One day I was telling another writer about the latest emergency with my mother-in-law, whose heroic struggle with Parkinson’s was coming to an end after eighteen years. “Would you ever want to write about that?” he asked.

I don’t know why the thought hadn’t crossed my mind before. Maybe I’d grown accustomed to thinking of writing as a profession­al endeavor, forgotten what it had meant to me in the beginning: a source of solace, a way to make sense of the world, to order chaos. If ever I needed a way to make sense of the world, it was in that moment, when the duties that had governed my days for years were reaching a crescendo. Of course writing was the answer. Writing would help me find my way through grief.

Writing would help me remember who I am.

I started with all I had: a few minutes every morning, before the rest of the household was awake. Just fifteen minutes most days, but slowly, slowly, the pages added up. Slowly, slowly, I came to understand the error of my own thinking during all the years when I told myself that I would write a book once my life finally settled down again, once things finally got back to “normal.” Life was never going to offer an unbroken expanse of time for writing, much less an untroubled mind to devote to a big project, but that didn’t matter. There was light beyond the trees.

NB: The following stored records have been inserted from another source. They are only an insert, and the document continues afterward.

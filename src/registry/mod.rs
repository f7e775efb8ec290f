//! Live client registry
//!
//! The registry is the ordered, dense set of connected clients that the relay
//! loop fans each buffer out to. It is owned by the single control loop, so it
//! needs no internal locking.
//!
//! # Layout
//!
//! ```text
//!   index:   0        1        2        3
//!          ┌────────┬────────┬────────┬────────┐
//!          │ id=1   │ id=4   │ id=5   │ id=9   │   remove_at(1)
//!          └────────┴────────┴────────┴────────┘
//!                        │
//!                        ▼
//!          ┌────────┬────────┬────────┐
//!          │ id=1   │ id=5   │ id=9   │            survivors keep their order
//!          └────────┴────────┴────────┘
//! ```

pub mod entry;
pub mod error;
pub mod store;

pub use entry::{ClientEntry, ClientId};
pub use error::RegistryError;
pub use store::{ClientRegistry, DEFAULT_MAX_CLIENTS};
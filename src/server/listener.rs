//! Rendezvous endpoint and connection acceptor
//!
//! The acceptor waits on the endpoint only while no client is attached.
//! Once clients exist it takes whatever connections are already pending and
//! returns without waiting, so the relay loop is never held up by accept.

use std::fs;
use std::io;
use std::os::unix::fs::PermissionsExt;
use std::path::{Path, PathBuf};

use futures::FutureExt;
use tokio::net::{UnixListener, UnixStream};

use crate::error::Result;
use crate::registry::ClientRegistry;

/// Named local listening socket clients connect to
#[derive(Debug)]
pub struct RendezvousEndpoint {
    listener: UnixListener,
    path: PathBuf,
    removed: bool,
}

impl RendezvousEndpoint {
    /// Bind at `path`, replacing any stale socket file
    ///
    /// Must be called from within a tokio runtime.
    pub fn bind(path: impl AsRef<Path>, world_writable: bool) -> Result<Self> {
        let path = path.as_ref().to_path_buf();
        remove_if_present(&path)?;

        let listener = UnixListener::bind(&path)?;
        if world_writable {
            fs::set_permissions(&path, fs::Permissions::from_mode(0o777))?;
        }

        tracing::debug!(socket = %path.display(), world_writable, "Rendezvous endpoint bound");

        Ok(Self {
            listener,
            path,
            removed: false,
        })
    }

    /// Socket path
    pub fn path(&self) -> &Path {
        &self.path
    }

    /// Wait for the next connection
    pub async fn accept(&self) -> io::Result<UnixStream> {
        self.listener.accept().await.map(|(stream, _)| stream)
    }

    /// Take a connection only if one is already pending
    pub fn try_accept(&self) -> io::Result<Option<UnixStream>> {
        match self.listener.accept().now_or_never() {
            Some(Ok((stream, _))) => Ok(Some(stream)),
            Some(Err(e)) if e.kind() == io::ErrorKind::WouldBlock => Ok(None),
            Some(Err(e)) => Err(e),
            None => Ok(None),
        }
    }

    /// Remove the socket file (idempotent)
    pub fn remove(&mut self) {
        if self.removed {
            return;
        }
        self.removed = true;

        if let Err(e) = remove_if_present(&self.path) {
            tracing::warn!(socket = %self.path.display(), error = %e, "Failed to remove socket file");
        }
    }
}

impl Drop for RendezvousEndpoint {
    fn drop(&mut self) {
        self.remove();
    }
}

fn remove_if_present(path: &Path) -> io::Result<()> {
    match fs::remove_file(path) {
        Ok(()) => Ok(()),
        Err(e) if e.kind() == io::ErrorKind::NotFound => Ok(()),
        Err(e) => Err(e),
    }
}

/// Connections handled by one [`ConnectionAcceptor::admit`] call
#[derive(Debug, Clone, Copy, Default, PartialEq, Eq)]
pub struct AdmitReport {
    /// Added to the registry
    pub admitted: usize,
    /// Closed because the registry was full
    pub rejected: usize,
}

/// Admits pending connections into the client registry
#[derive(Debug, Default)]
pub struct ConnectionAcceptor;

impl ConnectionAcceptor {
    /// Create an acceptor
    pub fn new() -> Self {
        Self
    }

    /// Admit new clients
    ///
    /// With an empty registry this waits for the first connection. It then
    /// drains every connection that is immediately available and returns.
    pub async fn admit(
        &self,
        endpoint: &RendezvousEndpoint,
        clients: &mut ClientRegistry<UnixStream>,
    ) -> Result<AdmitReport> {
        let mut report = AdmitReport::default();

        if clients.is_empty() {
            tracing::info!(socket = %endpoint.path().display(), "No clients, waiting for a connection");
            let stream = loop {
                match endpoint.accept().await {
                    Ok(stream) => break stream,
                    Err(e) if e.kind() == io::ErrorKind::Interrupted => continue,
                    Err(e) => return Err(e.into()),
                }
            };
            self.register(stream, clients, &mut report);
        }

        loop {
            match endpoint.try_accept() {
                Ok(Some(stream)) => self.register(stream, clients, &mut report),
                Ok(None) => break,
                Err(e) if e.kind() == io::ErrorKind::Interrupted => continue,
                Err(e) => return Err(e.into()),
            }
        }

        Ok(report)
    }

    fn register(
        &self,
        stream: UnixStream,
        clients: &mut ClientRegistry<UnixStream>,
        report: &mut AdmitReport,
    ) {
        let before = clients.len();
        match clients.add(stream) {
            Ok(id) => {
                report.admitted += 1;
                tracing::info!(client = %id, clients = before + 1, "Client connected");
            }
            Err(e) => {
                report.rejected += 1;
                tracing::warn!(clients = before, error = %e, "Connection refused");
            }
        }
    }
}
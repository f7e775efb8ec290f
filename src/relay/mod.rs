//! Relay loop building blocks
//!
//! ```text
//!   producer stdout ──read_full──► RelayBuffer ──write_full──► client 0
//!                                              ──write_full──► client 1
//!                                              ──write_full──► ...
//! ```
//!
//! The buffer is the only copy of the data; it is overwritten by every read
//! and never touched by clients.

pub mod buffer;
pub mod fanout;

pub use buffer::RelayBuffer;
pub use fanout::{broadcast, read_full, write_full, FanoutReport};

Writing a book isn’t all that complicate­d, it turns out. You just sit down in whatever bits of time you can find, and you put words on a page. You do it, day after day, until the pages pile up, until your thoughts coalesce into ideas, and your ideas begin to sort themselves into themes. One day it dawns on you that you are finally looking out again, and nothing at all is blocking your view.